Items from a data source:
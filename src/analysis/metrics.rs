//! Heart-rate metrics derived from the detected beat set.

use nalgebra::DVectorView;
use serde::{Deserialize, Serialize};

use crate::error::HrmError;

/// Terminal output of the pipeline, immutable once computed.
///
/// Serialized field names match the report format consumed downstream.
#[derive(Debug, Clone, PartialEq, Serialize, Deserialize)]
pub struct Metrics {
    /// Mean heart rate over the analysis window, in beats per minute.
    #[serde(rename = "Mean HR (BPM)")]
    pub mean_hr_bpm: f64,
    /// Minimum and maximum of the windowed, mean-removed voltages.
    #[serde(rename = "Voltage Extremes")]
    pub voltage_extremes: (f64, f64),
    /// Time span of the windowed recording, in seconds.
    #[serde(rename = "Duration")]
    pub duration: f64,
    /// Number of detected beats.
    #[serde(rename = "Number of Beats")]
    pub num_beats: usize,
    /// Timestamps of the detected beats, in seconds.
    #[serde(rename = "Beats")]
    pub beats: Vec<f64>,
}

/// Converts peak indices into the full metric set.
///
/// The mean rate uses the span between the first and last detected
/// beat, `k * 60 / (t_last - t_first)`, not an average of inter-beat
/// intervals; this is the documented contract of the pipeline.
///
/// # Errors
///
/// [`HrmError::UndefinedMetric`] if the windowed recording is empty or
/// fewer than two beats were detected (the span would be zero or
/// undefined).
pub fn compute(
    times: &[f64],
    voltages: &[f64],
    peak_indices: &[usize],
) -> Result<Metrics, HrmError> {
    if times.len() < 2 || voltages.is_empty() {
        return Err(HrmError::UndefinedMetric(
            "windowed recording is too short to derive metrics".into(),
        ));
    }

    let beats: Vec<f64> = peak_indices.iter().map(|&i| times[i]).collect();
    if beats.len() < 2 {
        return Err(HrmError::UndefinedMetric(format!(
            "mean heart rate needs at least two detected beats, got {}",
            beats.len()
        )));
    }

    let span = beats[beats.len() - 1] - beats[0];
    if span <= 0.0 {
        return Err(HrmError::UndefinedMetric(
            "detected beats span a zero interval".into(),
        ));
    }

    let voltage_view = DVectorView::from(voltages);
    Ok(Metrics {
        mean_hr_bpm: beats.len() as f64 * 60.0 / span,
        voltage_extremes: (voltage_view.min(), voltage_view.max()),
        duration: times[times.len() - 1] - times[0],
        num_beats: beats.len(),
        beats,
    })
}

#[cfg(test)]
mod tests {
    use super::*;

    fn times(n: usize) -> Vec<f64> {
        (0..n).map(|i| i as f64 * 0.1).collect()
    }

    #[test]
    fn test_span_formula() {
        let times = times(100);
        let voltages = vec![0.0; 100];
        // Beats at 1.0 s, 2.0 s, 3.0 s: span 2.0 s.
        let metrics = compute(&times, &voltages, &[10, 20, 30]).unwrap();
        assert!((metrics.mean_hr_bpm - 3.0 * 60.0 / 2.0).abs() < 1e-12);
        assert_eq!(metrics.num_beats, 3);
        assert_eq!(metrics.beats, vec![1.0, 2.0, 3.0]);
    }

    #[test]
    fn test_voltage_extremes_are_ordered() {
        let voltages = vec![-0.5, 0.1, 0.9, -0.2];
        let metrics = compute(&times(4), &voltages, &[1, 2]).unwrap();
        assert_eq!(metrics.voltage_extremes, (-0.5, 0.9));
        assert!(metrics.voltage_extremes.0 <= metrics.voltage_extremes.1);
    }

    #[test]
    fn test_duration_is_first_to_last_sample() {
        let metrics = compute(&times(100), &vec![0.0; 100], &[10, 90]).unwrap();
        assert!((metrics.duration - 9.9).abs() < 1e-12);
    }

    #[test]
    fn test_fewer_than_two_beats_is_undefined() {
        assert!(matches!(
            compute(&times(10), &vec![0.0; 10], &[]),
            Err(HrmError::UndefinedMetric(_))
        ));
        assert!(matches!(
            compute(&times(10), &vec![0.0; 10], &[4]),
            Err(HrmError::UndefinedMetric(_))
        ));
    }

    #[test]
    fn test_zero_span_is_undefined() {
        let result = compute(&times(10), &vec![0.0; 10], &[3, 3]);
        assert!(matches!(result, Err(HrmError::UndefinedMetric(_))));
    }

    #[test]
    fn test_empty_recording_is_undefined() {
        assert!(compute(&[], &[], &[]).is_err());
    }

    #[test]
    fn test_compute_from_mocked_beat_set() {
        use crate::analysis::peaks::{MockPeakFinder, PeakFinder};

        let mut finder = MockPeakFinder::new();
        finder
            .expect_find_peaks()
            .times(1)
            .returning(|_, _, _| vec![10, 20, 30]);

        let profile = vec![0.0; 50];
        let peaks = finder.find_peaks(&profile, 0.18, 5);
        let metrics = compute(&times(100), &vec![0.0; 100], &peaks).unwrap();
        assert_eq!(metrics.num_beats, 3);
    }

    #[test]
    fn test_report_field_names() {
        let metrics = compute(&times(100), &vec![0.0; 100], &[10, 20]).unwrap();
        let json = serde_json::to_value(&metrics).unwrap();
        for key in [
            "Mean HR (BPM)",
            "Voltage Extremes",
            "Duration",
            "Number of Beats",
            "Beats",
        ] {
            assert!(json.get(key).is_some(), "missing key {key}");
        }
    }
}
//! Normalized autocorrelation of the voltage sequence.
//!
//! The profile's peaks at non-zero lags correspond to the dominant
//! beat-to-beat period of the recording.

use nalgebra::DVectorView;
use rayon::iter::{IntoParallelIterator, ParallelIterator};

use crate::error::HrmError;

/// Computes the self-similarity profile of `voltage` over non-negative
/// time lags.
///
/// For an `N`-sample input the profile has `ceil(N / 2)` entries; the
/// value at lag `k` is the dot product of the sequence with itself
/// shifted by `k`, divided by the `N - k` overlapping pairs so that
/// partial overlaps at large lags are not suppressed relative to lag 0.
/// The whole profile is then scaled by the lag-0 value, so index 0 is
/// exactly 1.0.
///
/// # Errors
///
/// [`HrmError::UndefinedMetric`] if fewer than two samples are given or
/// the sequence has zero variance (lag-0 power of a mean-removed
/// constant signal is zero, and the normalization would divide by it).
pub fn correlation_profile(voltage: &[f64]) -> Result<Vec<f64>, HrmError> {
    let n = voltage.len();
    if n < 2 {
        return Err(HrmError::UndefinedMetric(format!(
            "autocorrelation requires at least two samples, got {n}"
        )));
    }

    let lags = n.div_ceil(2);
    let raw: Vec<f64> = (0..lags)
        .into_par_iter()
        .map(|lag| {
            let head = DVectorView::from(&voltage[..n - lag]);
            let tail = DVectorView::from(&voltage[lag..]);
            head.dot(&tail) / (n - lag) as f64
        })
        .collect();

    let lag_zero = raw[0];
    if lag_zero <= f64::EPSILON {
        return Err(HrmError::UndefinedMetric(
            "voltage sequence has zero variance".into(),
        ));
    }

    Ok(raw.iter().map(|v| v / lag_zero).collect())
}
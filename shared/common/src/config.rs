use std::str::FromStr;

use serde::{Deserialize, Serialize};

/// Reads a string variable, falling back to `default` when unset.
pub fn env_string(key: &str, default: &str) -> String {
    std::env::var(key).unwrap_or_else(|_| default.to_string())
}

/// Reads and parses a variable, falling back to `default` when unset or
/// unparsable.
pub fn env_parse<T: FromStr>(key: &str, default: T) -> T {
    std::env::var(key)
        .ok()
        .and_then(|value| value.parse().ok())
        .unwrap_or(default)
}

pub fn env_bool(key: &str, default: bool) -> bool {
    match std::env::var(key) {
        Ok(value) => matches!(value.to_ascii_lowercase().as_str(), "1" | "true" | "yes" | "on"),
        Err(_) => default,
    }
}

#[derive(Debug, Clone, Serialize, Deserialize)]
pub struct DatabaseConfig {
    pub host: String,
    pub port: u16,
    pub username: String,
    pub password: String,
    pub database: String,
    pub max_connections: u32,
    /// Full URL; takes precedence over the individual parts when set.
    pub url: Option<String>,
}

impl DatabaseConfig {
    pub fn from_env() -> Self {
        Self {
            host: env_string("DATABASE_HOST", "localhost"),
            port: env_parse("DATABASE_PORT", 5432),
            username: env_string("DATABASE_USER", "postgres"),
            password: env_string("DATABASE_PASSWORD", "password"),
            database: env_string("DATABASE_NAME", "mentorhub"),
            max_connections: env_parse("DATABASE_MAX_CONNECTIONS", 10),
            url: std::env::var("DATABASE_URL").ok().filter(|url| !url.is_empty()),
        }
    }

    pub fn connection_string(&self) -> String {
        if let Some(url) = &self.url {
            return url.clone();
        }
        format!(
            "postgresql://{}:{}@{}:{}/{}",
            self.username, self.password, self.host, self.port, self.database
        )
    }
}

#[derive(Debug, Clone, Serialize, Deserialize)]
pub struct JwtConfig {
    pub secret: String,
    pub expiration_hours: u64,
    pub issuer: String,
}

impl JwtConfig {
    pub fn from_env() -> Self {
        Self {
            secret: env_string("JWT_SECRET", "mentorhub-development-secret"),
            expiration_hours: env_parse("JWT_EXPIRATION_HOURS", 24),
            issuer: env_string("JWT_ISSUER", "mentorhub"),
        }
    }
}

#[derive(Debug, Clone, Serialize, Deserialize)]
pub struct ServerConfig {
    pub host: String,
    pub port: u16,
    pub cors_origins: Vec<String>,
}

impl ServerConfig {
    pub fn from_env(default_port: u16) -> Self {
        let cors_origins = env_string("CORS_ORIGINS", "*")
            .split(',')
            .map(|origin| origin.trim().to_string())
            .filter(|origin| !origin.is_empty())
            .collect();

        Self {
            host: env_string("HOST", "0.0.0.0"),
            port: env_parse("PORT", default_port),
            cors_origins,
        }
    }

    pub fn bind_address(&self) -> String {
        format!("{}:{}", self.host, self.port)
    }
}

Assigned task
Please copy each line of the entries in which the word "rename" shows up.

Result below
    #[serde(rename = "Mean HR (BPM)")]
    #[serde(rename = "Voltage Extremes")]
    #[serde(rename = "Duration")]
    #[serde(rename = "Number of Beats")]
    #[serde(rename = "Beats")]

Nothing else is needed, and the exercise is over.